=== Begin Enclosure ===
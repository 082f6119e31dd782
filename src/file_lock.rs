// pagekv - memory-mapped key-value storage
// Copyright Bitdrift, Inc. All rights reserved.
//
// Use of this source code is governed by a source available license that can be found in the
// LICENSE file or at:
// https://polyformproject.org/wp-content/uploads/2020/06/PolyForm-Shield-1.0.0.txt

use crate::Result;
use fs2::FileExt;
use std::fs::File;

/// Advisory lock modes. Readers take `Shared`, writers take `Exclusive`.
#[derive(Debug, Clone, Copy, PartialEq, Eq)]
pub enum LockMode {
  Shared,
  Exclusive,
}

//
// FileLock
//

/// Advisory whole-file lock with per-process recursion counting.
///
/// flock locks are held per open file description, not per thread, and do not nest; a
/// per-mode counter brackets every acquire/release so that re-entering `Shared` while
/// already holding `Exclusive` is a no-op and release is deferred to the outermost
/// holder. Upgrading `Shared -> Exclusive` converts the lock in place and downgrades
/// back when the exclusive count drains while shared holders remain.
///
/// When disabled (single-process stores) every operation is a no-op.
#[derive(Debug)]
pub struct FileLock {
  file: File,
  enabled: bool,
  shared_count: u32,
  exclusive_count: u32,
}

impl FileLock {
  #[must_use]
  pub fn new(file: File, enabled: bool) -> Self {
    Self {
      file,
      enabled,
      shared_count: 0,
      exclusive_count: 0,
    }
  }

  /// Acquire the lock in `mode`, blocking until available.
  ///
  /// # Errors
  /// Returns an error if the underlying flock call fails.
  pub fn lock(&mut self, mode: LockMode) -> Result<()> {
    if !self.enabled {
      return Ok(());
    }
    match mode {
      LockMode::Shared => {
        if self.shared_count == 0 && self.exclusive_count == 0 {
          FileExt::lock_shared(&self.file)?;
        }
        self.shared_count += 1;
      },
      LockMode::Exclusive => {
        if self.exclusive_count == 0 {
          // Converts an outstanding shared lock in place.
          FileExt::lock_exclusive(&self.file)?;
        }
        self.exclusive_count += 1;
      },
    }
    Ok(())
  }

  /// Acquire the lock in `mode` without blocking. Returns whether it was acquired.
  ///
  /// # Errors
  /// Returns an error if the underlying flock call fails for a reason other than
  /// contention.
  pub fn try_lock(&mut self, mode: LockMode) -> Result<bool> {
    if !self.enabled {
      return Ok(true);
    }
    match mode {
      LockMode::Shared => {
        if self.shared_count == 0 && self.exclusive_count == 0 {
          if let Err(e) = FileExt::try_lock_shared(&self.file) {
            return map_contention(e);
          }
        }
        self.shared_count += 1;
      },
      LockMode::Exclusive => {
        if self.exclusive_count == 0 {
          if let Err(e) = FileExt::try_lock_exclusive(&self.file) {
            return map_contention(e);
          }
        }
        self.exclusive_count += 1;
      },
    }
    Ok(true)
  }

  /// Release one level of the lock in `mode`. The flock is dropped (or downgraded back
  /// to shared) only when the outermost holder of that mode releases.
  pub fn unlock(&mut self, mode: LockMode) {
    if !self.enabled {
      return;
    }
    match mode {
      LockMode::Shared => {
        if self.shared_count == 0 {
          log::warn!("unbalanced shared unlock");
          return;
        }
        self.shared_count -= 1;
        if self.shared_count == 0 && self.exclusive_count == 0 {
          if let Err(e) = FileExt::unlock(&self.file) {
            log::error!("failed to release shared file lock: {e}");
          }
        }
      },
      LockMode::Exclusive => {
        if self.exclusive_count == 0 {
          log::warn!("unbalanced exclusive unlock");
          return;
        }
        self.exclusive_count -= 1;
        if self.exclusive_count == 0 {
          let result = if self.shared_count > 0 {
            // Outstanding shared holders: downgrade instead of releasing.
            FileExt::lock_shared(&self.file)
          } else {
            FileExt::unlock(&self.file)
          };
          if let Err(e) = result {
            log::error!("failed to release exclusive file lock: {e}");
          }
        }
      },
    }
  }
}

fn map_contention(e: std::io::Error) -> Result<bool> {
  if e.kind() == fs2::lock_contended_error().kind() {
    Ok(false)
  } else {
    Err(e.into())
  }
}

#[cfg(test)]
#[path = "./file_lock_test.rs"]
mod tests;
fn parse_record(buf: &[u8]) -> Result<RawRecord> {
  let mut input = CodedInput::new(buf);
  let key = input.read_data()?;
  if key.is_empty() {
    return Err(Error::Decode("record with empty key".to_string()));
  }
  let key_end = input.position();
  let key_start = key_end - key.len();
  let value = input.read_data()?;
  #[allow(clippy::cast_possible_truncation)]
  Ok(RawRecord {
    key_start,
    key_end,
    value_size: value.len() as u32,
    record_len: input.position(),
  })
}

//
// StoreInner
//

pub(crate) struct StoreInner {
  id: String,
  file: MemoryFile,
  meta_file: MemoryFile,
  meta: MetaInfo,
  file_lock: FileLock,
  crypter: Option<Crypter>,
  index: KeyIndex,
  actual_size: usize,
  crc_digest: u32,
  need_load_from_file: bool,
  multi_process: bool,
  handlers: Arc<Handlers>,
}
=== End Enclosure ===
**Exercise goal**
Search the records for the word "struct" and copy every line where it occurs.

**Result for this task**
pub struct FileLock {
pub(crate) struct StoreInner {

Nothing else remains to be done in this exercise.